Results: Forty-six patients underwent SPECT/CT either on the day of treatment (n=8; 17.4%) or a targeted one day post treatment (n=38; 82.6%; 1/38 was scanned 2 days p.i.). Both readers qualitatively assessed the early SPECT/CT images to be inferior in diagnostic quality to the delayed images. BP background was viewed as excessive on all day of treatment images rendering lesion detection difficult. T/BP at early point SPECT images were found to be lower (10.9 ± 7.1) as compared to late images (45.9±28.0). T/P at early and late time point SPECT images were found to be nearly identical; 3.0 ± 1.6 and 3.4 ± 2.3 respectively.
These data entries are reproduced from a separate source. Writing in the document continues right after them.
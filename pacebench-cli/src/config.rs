//! Configuration loading from pacebench.toml
//!
//! Configuration can be specified in a `pacebench.toml` file in the project
//! root. The file is discovered by walking up from the current directory;
//! command-line flags override whatever it sets.

use pacebench_core::{
    EnvProbe, FixedProbe, LockMode, LockModeProbe, NativeThreadsProbe, RuntimeContext, StrategyKind,
};
use serde::{Deserialize, Serialize};
use std::path::Path;
use std::time::Duration;

/// File name looked up by [`PacebenchConfig::discover`]
pub const CONFIG_FILE: &str = "pacebench.toml";

/// Environment variable consulted by the automatic lock-mode probe
pub const LOCK_MODE_ENV: &str = "PACEBENCH_GIL";

/// pacebench configuration
#[derive(Debug, Clone, Serialize, Deserialize, Default)]
pub struct PacebenchConfig {
    /// Micro-benchmark settings
    #[serde(default)]
    pub micro: MicroConfig,
    /// Concurrency comparison settings
    #[serde(default)]
    pub concurrency: ConcurrencyConfig,
    /// Runtime identity overrides
    #[serde(default)]
    pub runtime: RuntimeConfig,
    /// Output configuration
    #[serde(default)]
    pub output: OutputConfig,
}

/// Micro-benchmark settings
#[derive(Debug, Clone, Serialize, Deserialize)]
pub struct MicroConfig {
    /// Workload calls per timed batch
    #[serde(default = "default_iterations")]
    pub iterations: u32,
    /// Timed batches per case
    #[serde(default = "default_repeat")]
    pub repeat: u32,
    /// Regex restricting which cases run
    #[serde(default)]
    pub filter: Option<String>,
}

impl Default for MicroConfig {
    fn default() -> Self {
        Self {
            iterations: default_iterations(),
            repeat: default_repeat(),
            filter: None,
        }
    }
}

fn default_iterations() -> u32 {
    10
}
fn default_repeat() -> u32 {
    5
}

/// Concurrency comparison settings
#[derive(Debug, Clone, Serialize, Deserialize)]
pub struct ConcurrencyConfig {
    /// Tasks per strategy
    #[serde(default = "default_tasks")]
    pub tasks: usize,
    /// Workers per strategy
    #[serde(default = "default_workers")]
    pub workers: usize,
    /// Per-task limit for worker processes (e.g. "30s"); unset means none
    #[serde(default)]
    pub worker_timeout: Option<String>,
    /// Serialize threaded task bodies behind one lock
    #[serde(default)]
    pub global_lock: bool,
    /// Parameter of the CPU-bound task (prime-count limit)
    #[serde(default)]
    pub cpu_param: Option<u64>,
    /// Sleep of the IO-bound task in milliseconds
    #[serde(default)]
    pub io_param_ms: Option<u64>,
    /// Strategies reported as unsupported without running
    #[serde(default)]
    pub disabled_strategies: Vec<StrategyKind>,
    /// Worker binary for the multiprocess strategy; defaults to this executable
    #[serde(default)]
    pub worker_binary: Option<String>,
}

impl Default for ConcurrencyConfig {
    fn default() -> Self {
        Self {
            tasks: default_tasks(),
            workers: default_workers(),
            worker_timeout: None,
            global_lock: false,
            cpu_param: None,
            io_param_ms: None,
            disabled_strategies: Vec::new(),
            worker_binary: None,
        }
    }
}

fn default_tasks() -> usize {
    24
}
fn default_workers() -> usize {
    4
}

impl ConcurrencyConfig {
    /// Parsed `worker_timeout`
    pub fn worker_timeout(&self) -> anyhow::Result<Option<Duration>> {
        self.worker_timeout
            .as_deref()
            .map(|s| PacebenchConfig::parse_duration(s).map(Duration::from_nanos))
            .transpose()
    }
}

/// How the lock mode recorded in documents is determined
#[derive(Debug, Clone, Copy, PartialEq, Eq, Serialize, Deserialize, Default)]
#[serde(rename_all = "kebab-case")]
pub enum LockModeSetting {
    /// `PACEBENCH_GIL` if set, else inspect the host
    #[default]
    Auto,
    /// Record a serialized runtime
    Serialized,
    /// Record a parallel runtime
    Parallel,
    /// Record `null`
    Unknown,
}

/// Runtime identity overrides
#[derive(Debug, Clone, Serialize, Deserialize, Default)]
pub struct RuntimeConfig {
    /// Implementation label (default "Rust")
    #[serde(default)]
    pub implementation: Option<String>,
    /// Version label (default `<crate version>+<profile>`)
    #[serde(default)]
    pub version: Option<String>,
    /// Lock mode source
    #[serde(default)]
    pub lock_mode: LockModeSetting,
}

impl RuntimeConfig {
    /// Probe matching this configuration. An emulated global lock makes the
    /// answer "serialized" and cannot be combined with `parallel`.
    pub fn probe(&self, global_lock: bool) -> anyhow::Result<Box<dyn LockModeProbe>> {
        Ok(match self.lock_mode {
            LockModeSetting::Parallel if global_lock => {
                return Err(anyhow::anyhow!(
                    "lock_mode = \"parallel\" conflicts with the global lock"
                ));
            }
            _ if global_lock => Box::new(FixedProbe(LockMode::Serialized)),
            LockModeSetting::Auto => Box::new(EnvProbe::new(LOCK_MODE_ENV, NativeThreadsProbe)),
            LockModeSetting::Serialized => Box::new(FixedProbe(LockMode::Serialized)),
            LockModeSetting::Parallel => Box::new(FixedProbe(LockMode::Parallel)),
            LockModeSetting::Unknown => Box::new(FixedProbe(LockMode::Undetermined)),
        })
    }

    /// Resolve the runtime context, probing once
    pub fn resolve(&self, global_lock: bool) -> anyhow::Result<RuntimeContext> {
        let probe = self.probe(global_lock)?;
        Ok(RuntimeContext::resolve(
            self.implementation
                .clone()
                .unwrap_or_else(|| RuntimeContext::NATIVE_IMPLEMENTATION.to_string()),
            self.version
                .clone()
                .unwrap_or_else(RuntimeContext::native_version),
            probe.as_ref(),
        ))
    }
}

/// Output configuration
#[derive(Debug, Clone, Serialize, Deserialize)]
pub struct OutputConfig {
    /// Directory receiving documents and summaries
    #[serde(default = "default_output_dir")]
    pub directory: String,
    /// Terminal output format: "human" or "json"
    #[serde(default = "default_format")]
    pub format: String,
}

impl Default for OutputConfig {
    fn default() -> Self {
        Self {
            directory: default_output_dir(),
            format: default_format(),
        }
    }
}

fn default_output_dir() -> String {
    "target/pacebench".to_string()
}
fn default_format() -> String {
    "human".to_string()
}

impl PacebenchConfig {
    /// Load configuration from a TOML file
    pub fn load(path: impl AsRef<Path>) -> anyhow::Result<Self> {
        let content = std::fs::read_to_string(path.as_ref())?;
        let config: Self = toml::from_str(&content)?;
        Ok(config)
    }

    /// Try to discover and load configuration by walking up from current directory
    pub fn discover() -> Option<Self> {
        let mut dir = std::env::current_dir().ok()?;
        loop {
            let config_path = dir.join(CONFIG_FILE);
            if config_path.exists() {
                return match Self::load(&config_path) {
                    Ok(config) => {
                        tracing::debug!(path = %config_path.display(), "loaded configuration");
                        Some(config)
                    }
                    Err(e) => {
                        tracing::warn!(path = %config_path.display(), "ignoring unreadable configuration: {e}");
                        None
                    }
                };
            }
            if !dir.pop() {
                break;
            }
        }
        None
    }

    /// Generate a default configuration as TOML string
    pub fn default_toml() -> String {
        r#"# pacebench Configuration

[micro]
# Workload calls per timed batch
iterations = 10
# Timed batches per case
repeat = 5
# Only run cases whose name matches this regex (uncomment to enable)
# filter = "^fibonacci"

[concurrency]
# Tasks per strategy
tasks = 24
# Workers per strategy
workers = 4
# Per-task limit for worker processes (uncomment to enable)
# worker_timeout = "30s"
# Serialize threaded task bodies behind one lock
global_lock = false
# Prime-count limit of the CPU-bound task (uncomment to override)
# cpu_param = 200000
# Sleep of the IO-bound task in milliseconds (uncomment to override)
# io_param_ms = 20
# Strategies to report as unsupported without running
disabled_strategies = []

[runtime]
# Identity recorded in documents (uncomment to override)
# implementation = "Rust"
# version = "0.1.0"
# Lock mode: auto, serialized, parallel or unknown
lock_mode = "auto"

[output]
# Directory receiving documents and summaries
directory = "target/pacebench"
# Terminal output format: human or json
format = "human"
"#
        .to_string()
    }

    /// Parse duration string (e.g., "3s", "500ms", "2m") to nanoseconds
    pub fn parse_duration(s: &str) -> anyhow::Result<u64> {
        let s = s.trim();
        if s.is_empty() {
            return Err(anyhow::anyhow!("Empty duration string"));
        }

        // Find where the number ends and unit begins
        let (num_part, unit_part) = s
            .char_indices()
            .find(|(_, c)| c.is_alphabetic())
            .map(|(i, _)| s.split_at(i))
            .unwrap_or((s, "s"));

        let value: f64 = num_part
            .trim()
            .parse()
            .map_err(|_| anyhow::anyhow!("Invalid duration number: {}", num_part))?;
        if !value.is_finite() || value < 0.0 {
            return Err(anyhow::anyhow!("Duration must be non-negative: {}", s));
        }

        let multiplier: u64 = match unit_part.to_lowercase().as_str() {
            "ns" => 1,
            "us" | "µs" => 1_000,
            "ms" => 1_000_000,
            "s" | "" => 1_000_000_000,
            "m" | "min" => 60_000_000_000,
            _ => return Err(anyhow::anyhow!("Unknown duration unit: {}", unit_part)),
        };

        Ok((value * multiplier as f64) as u64)
    }
}

#[cfg(test)]
mod tests {
    use super::*;

    #[test]
    fn test_default_config() {
        let config = PacebenchConfig::default();
        assert_eq!(config.micro.iterations, 10);
        assert_eq!(config.micro.repeat, 5);
        assert_eq!(config.concurrency.tasks, 24);
        assert_eq!(config.concurrency.workers, 4);
        assert!(!config.concurrency.global_lock);
        assert_eq!(config.concurrency.worker_timeout().unwrap(), None);
        assert_eq!(config.runtime.lock_mode, LockModeSetting::Auto);
    }

    #[test]
    fn test_parse_duration() {
        assert_eq!(PacebenchConfig::parse_duration("3s").unwrap(), 3_000_000_000);
        assert_eq!(PacebenchConfig::parse_duration("500ms").unwrap(), 500_000_000);
        assert_eq!(PacebenchConfig::parse_duration("100us").unwrap(), 100_000);
        assert_eq!(PacebenchConfig::parse_duration("1000ns").unwrap(), 1000);
        assert_eq!(PacebenchConfig::parse_duration("2m").unwrap(), 120_000_000_000);
        assert_eq!(PacebenchConfig::parse_duration("1.5s").unwrap(), 1_500_000_000);
        assert_eq!(PacebenchConfig::parse_duration("7").unwrap(), 7_000_000_000);
        assert!(PacebenchConfig::parse_duration("").is_err());
        assert!(PacebenchConfig::parse_duration("3 fortnights").is_err());
        assert!(PacebenchConfig::parse_duration("-1s").is_err());
    }

    #[test]
    fn test_parse_toml() {
        let toml_str = r#"
            [micro]
            iterations = 3
            filter = "sieve"

            [concurrency]
            worker_timeout = "250ms"
            disabled_strategies = ["multiprocess", "subinterpreter"]

            [runtime]
            implementation = "CPython"
            lock_mode = "parallel"
        "#;

        let config: PacebenchConfig = toml::from_str(toml_str).unwrap();
        assert_eq!(config.micro.iterations, 3);
        assert_eq!(config.micro.filter.as_deref(), Some("sieve"));
        assert_eq!(
            config.concurrency.worker_timeout().unwrap(),
            Some(Duration::from_millis(250))
        );
        assert_eq!(
            config.concurrency.disabled_strategies,
            vec![StrategyKind::Multiprocess, StrategyKind::Subinterpreter]
        );
        assert_eq!(config.runtime.lock_mode, LockModeSetting::Parallel);
        // Defaults should still apply
        assert_eq!(config.micro.repeat, 5);
        assert_eq!(config.output.directory, "target/pacebench");
    }

    #[test]
    fn test_unknown_strategy_rejected() {
        let toml_str = r#"
            [concurrency]
            disabled_strategies = ["fibers"]
        "#;
        assert!(toml::from_str::<PacebenchConfig>(toml_str).is_err());
    }

    #[test]
    fn test_default_toml_parses() {
        let default_toml = PacebenchConfig::default_toml();
        let config: PacebenchConfig = toml::from_str(&default_toml).unwrap();
        assert_eq!(config.micro.iterations, 10);
        assert_eq!(config.output.format, "human");
    }

    #[test]
    fn test_runtime_resolution() {
        let runtime = RuntimeConfig {
            implementation: Some("CPython".to_string()),
            version: Some("3.14.0".to_string()),
            lock_mode: LockModeSetting::Unknown,
        };
        let ctx = runtime.resolve(false).unwrap();
        assert_eq!(ctx.identity().implementation, "CPython");
        assert_eq!(ctx.identity().gil_disabled, None);

        let native = RuntimeConfig::default().resolve(true).unwrap();
        assert_eq!(native.identity().implementation, "Rust");
        assert_eq!(native.lock_mode(), LockMode::Serialized);
    }

    #[test]
    fn test_global_lock_overrides_unknown_and_rejects_parallel() {
        let unknown = RuntimeConfig {
            lock_mode: LockModeSetting::Unknown,
            ..RuntimeConfig::default()
        };
        assert_eq!(unknown.resolve(true).unwrap().lock_mode(), LockMode::Serialized);

        let parallel = RuntimeConfig {
            lock_mode: LockModeSetting::Parallel,
            ..RuntimeConfig::default()
        };
        assert!(parallel.resolve(true).is_err());
        assert_eq!(parallel.resolve(false).unwrap().lock_mode(), LockMode::Parallel);
    }
}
On PET images, T/P and T/BP were 2.6 ± 1.7 and 23.0 ± 14.6, respectively.
Conclusions: Lu-177 vipivotide scans obtained within 4 hours of injection are qualitatively and quantitatively inferior in quality to those obtained a targeted 18-24 hours post therapeutic injection, specifically for lesions with lower uptake (mild to moderate) on PET. While patient convenience is greatest for the images obtained on the day of treatment, these results have moved our clinical practice to abandon day of treatment SPECT/CT imaging and target at least one day post Lu-177 vipivotide tetraxetan SPECT/CT imaging.